Let’s explore the signs, effects, and coping mechanisms around smartphone addiction to help you identify, acknowledge, and perhaps start dealing with the problem or help a friend in need.

1. Nomophobia: “There’s a word for what you have!”
2. Smartphone addiction: Is it like a drug?
3. You can take control: Dealing with smartphone dependency
4. Unconventional addictions call for unconventional solutions

Take a look at the bottom of the page, where we've left three polls for you to take part in!


But before that, what is nomophobia, and how does it relate to smartphone addiction?

Nomophobia: “There’s a word for what you have!”


NO MObile PHone PhoBIA or simply nomophobia is a term used to describe the psychological fear of being detached from your smartphone.

Now, before we move on.... We live in a society where people love to label.
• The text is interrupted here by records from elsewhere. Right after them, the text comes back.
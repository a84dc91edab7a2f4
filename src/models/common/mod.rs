pub mod error_code;
pub mod pagination;
pub mod response;
pub mod string_enum;

pub use error_code::ErrorCode;
pub use pagination::{PaginationInfo, normalize_page};
pub use response::ApiResponse;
Outside of technology, this might go according to one’s sexuality, profession, or social status. In reality, people are rarely just “one thing”. That’s why labeling can be viewed as a psychological constraint rather than anything else.

Believe it or not, labeling also exists in the context of technology. For example, people who are always on their phones are often labeled timewasters; in some parts of the world, people who own an iPhone are thought to be generally wealthy; while others are dubbed as “Apple sheep” due to perhaps showing “too much” love for Apple products. Take the last one with a grain of salt n’ pepper.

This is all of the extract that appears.